While the Cinderella story is found orally in all parts of the world, most North American readers will be familiar with only two versions, from printed sources. The first of these, and by far the most popular, is Perrault’s 1697 reworking, complete with fairy godmother, pumpkin coach, and glass slipper. The less popular but more dynamic Grimm version has a more resourceful heroine who does without fairy godmothers and coaches and who makes her own curfew.” (133)

“Like most good folktales, ‘Cinderella’ functions on a number of levels of meaning and has several possible interpretations even at surface level. In the Grimm version, Cinderella’s stepsisters equal her in beauty but are ‘vile and black of heart’. More significant, they are interested in getting ahead and hope to do so by marrying the prince. …Cinderella herself is not primarily interested in meeting the prince or in gaining any material benefits … but wishes to escape the confines of her painfully narrow existence. She is rewarded with magic objects because she follows precisely the instructions of her dying mother. She wins the prince at least in part because she is not a manchaser, as are her stepsisters. One interpreter of the tale insists that the prince is merely a symbol for Cinderella’s well-deserved freedom and that marriage is not at all the point of the story (Kavablum 1973). In any case, her marriage signifies that she has managed to reject her subservient position and to take action in getting herself to the outside world, and that she has demonstrated her acceptance of maturity by entering into marriage.” (134)

“… the message of the Cinderella story that seems most relevant for modern girls and women concerns the rewards one is supposed to receive for being pretty, polite, and passive; the primary reward, of course, is marriage, and marriage to not just anyone but to a ‘prince,’ someone who can provide status and the material benefits of the beautiful life. As Simone de Beauvoir asks, ‘How, indeed, could the myth of Cinderella not keep all its vitality?’. Thus for this group the message of the tale shifts from Cinderella’s growing independence and maturity to the rewards she receives and how she receives them. In this kind of narrow interpretation, success for the female comes from being beautiful and from sitting around and waiting.

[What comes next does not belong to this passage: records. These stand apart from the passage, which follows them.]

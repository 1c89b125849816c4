//! SoundCloud playlist client.
//!
//! External ids are `user/track` permalinks; the API addresses tracks by
//! numeric id, so every id is resolved through `/resolve` first and cached
//! for the life of the client. SoundCloud has no "append" call: inserting
//! rewrites the playlist's full track list with the new id at the end.

use async_trait::async_trait;
use serde::Deserialize;
use serde_json::json;
use std::collections::HashMap;
use std::sync::Mutex;

use super::{
    status_error, ApiClient, DefinitiveError, OAuthDefaults, PlaylistProvider, ProviderError,
    PAGE_SIZE,
};
use crate::classify::SOUNDCLOUD_CANONICAL_PREFIX;
use crate::models::ProviderKind;
use crate::oauth::AuthScheme;

pub const API_BASE: &str = "https://api.soundcloud.com";

pub(crate) fn oauth_defaults() -> OAuthDefaults {
    OAuthDefaults {
        auth_url: "https://secure.soundcloud.com/authorize",
        token_url: "https://secure.soundcloud.com/oauth/token",
        api_base: API_BASE,
        probe_path: "/me",
        scopes: &["non-expiring"],
        extra_auth_params: &[],
        auth_scheme: AuthScheme::OAuth,
    }
}

#[derive(Debug, Clone)]
struct ResolvedTrack {
    id: i64,
    title: Option<String>,
}

pub struct SoundCloudClient {
    api: ApiClient,
    api_base: String,
    playlist_id: String,
    resolved: Mutex<HashMap<String, ResolvedTrack>>,
}

#[derive(Debug, Deserialize)]
struct ResolveResponse {
    id: i64,
    #[serde(default)]
    kind: Option<String>,
    #[serde(default)]
    title: Option<String>,
}

#[derive(Debug, Deserialize)]
struct TrackRef {
    id: i64,
}

/// `linked_partitioning` pages carry a cursor; older endpoints return a
/// bare array.
#[derive(Debug, Deserialize)]
#[serde(untagged)]
enum TrackPage {
    Paged {
        #[serde(default)]
        collection: Vec<TrackRef>,
        #[serde(default)]
        next_href: Option<String>,
    },
    Plain(Vec<TrackRef>),
}

impl SoundCloudClient {
    pub fn new(api: ApiClient, api_base: Option<String>, playlist_id: String) -> Self {
        let api_base = api_base
            .unwrap_or_else(|| API_BASE.to_string())
            .trim_end_matches('/')
            .to_string();
        Self {
            api,
            api_base,
            playlist_id,
            resolved: Mutex::new(HashMap::new()),
        }
    }

    async fn resolve(&self, external_id: &str) -> Result<ResolvedTrack, ProviderError> {
        let cached = self.resolved.lock().unwrap().get(external_id).cloned();
        if let Some(hit) = cached {
            return Ok(hit);
        }

        let url = format!("{}/resolve", self.api_base);
        let permalink = format!("{}{}", SOUNDCLOUD_CANONICAL_PREFIX, external_id);
        let resp = self
            .api
            .send(|http| http.get(&url).query(&[("url", permalink.as_str())]))
            .await?;

        let status = resp.status();
        if !status.is_success() {
            let body = resp.text().await.unwrap_or_default();
            return Err(status_error(status, &body, |_| {
                DefinitiveError::TrackNotFound(external_id.to_string())
            }));
        }

        let parsed: ResolveResponse = resp.json().await?;
        if parsed.kind.as_deref().is_some_and(|k| k != "track") {
            return Err(DefinitiveError::TrackNotFound(format!(
                "{} resolves to a {}, not a track",
                external_id,
                parsed.kind.unwrap_or_default()
            ))
            .into());
        }

        let track = ResolvedTrack {
            id: parsed.id,
            title: parsed.title,
        };
        self.resolved
            .lock()
            .unwrap()
            .insert(external_id.to_string(), track.clone());
        Ok(track)
    }

    /// Every track id in the playlist, following `next_href` to the end.
    async fn playlist_track_ids(&self) -> Result<Vec<i64>, ProviderError> {
        let mut ids = Vec::new();
        let mut next = Some(format!(
            "{}/playlists/{}/tracks?linked_partitioning=true&limit={}",
            self.api_base, self.playlist_id, PAGE_SIZE
        ));

        while let Some(url) = next.take() {
            let resp = self.api.send(|http| http.get(&url)).await?;
            let status = resp.status();
            if !status.is_success() {
                let body = resp.text().await.unwrap_or_default();
                return Err(status_error(status, &body, |_| {
                    DefinitiveError::PlaylistNotFound(self.playlist_id.clone())
                }));
            }

            match resp.json::<TrackPage>().await? {
                TrackPage::Paged {
                    collection,
                    next_href,
                } => {
                    ids.extend(collection.into_iter().map(|t| t.id));
                    next = next_href.filter(|h| !h.is_empty());
                }
                TrackPage::Plain(tracks) => ids.extend(tracks.into_iter().map(|t| t.id)),
            }
        }

        Ok(ids)
    }
}

#[async_trait]
impl PlaylistProvider for SoundCloudClient {
    fn kind(&self) -> ProviderKind {
        ProviderKind::SoundCloud
    }

    async fn is_track_present(&self, external_id: &str) -> Result<bool, ProviderError> {
        let track = self.resolve(external_id).await?;
        let ids = self.playlist_track_ids().await?;
        Ok(ids.contains(&track.id))
    }

    async fn insert_track(&self, external_id: &str) -> Result<(), ProviderError> {
        let track = self.resolve(external_id).await?;
        let mut ids = self.playlist_track_ids().await?;
        if ids.contains(&track.id) {
            return Ok(());
        }
        ids.push(track.id);

        let url = format!("{}/playlists/{}", self.api_base, self.playlist_id);
        let body = json!({
            "playlist": {
                "tracks": ids.iter().map(|id| json!({ "id": id })).collect::<Vec<_>>()
            }
        });
        let resp = self.api.send(|http| http.put(&url).json(&body)).await?;

        let status = resp.status();
        if !status.is_success() {
            let text = resp.text().await.unwrap_or_default();
            return Err(status_error(status, &text, |_| {
                DefinitiveError::PlaylistNotFound(self.playlist_id.clone())
            }));
        }

        tracing::info!(track = external_id, track_id = track.id, "Added track to SoundCloud playlist");
        Ok(())
    }

    async fn resolve_title(&self, external_id: &str) -> Option<String> {
        match self.resolve(external_id).await {
            Ok(track) => track.title,
            Err(e) => {
                tracing::debug!(track = external_id, "Title lookup failed: {}", e);
                None
            }
        }
    }
}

It is ironic that Cinderella, the ultimate in humility and selflessness, becomes for such readers a woman who uses her beauty and [-137] personality to gain material success – and at the expense of other women. In this interpretation, there is little difference between Cinderella and her stepsisters, except that she is more ‘feminine’: unlike her openly ambitious sisters, she masks her real hopes for the future by just ‘sitting and waiting’ for everything to turn out happily ever after for all eternity.” (136-137)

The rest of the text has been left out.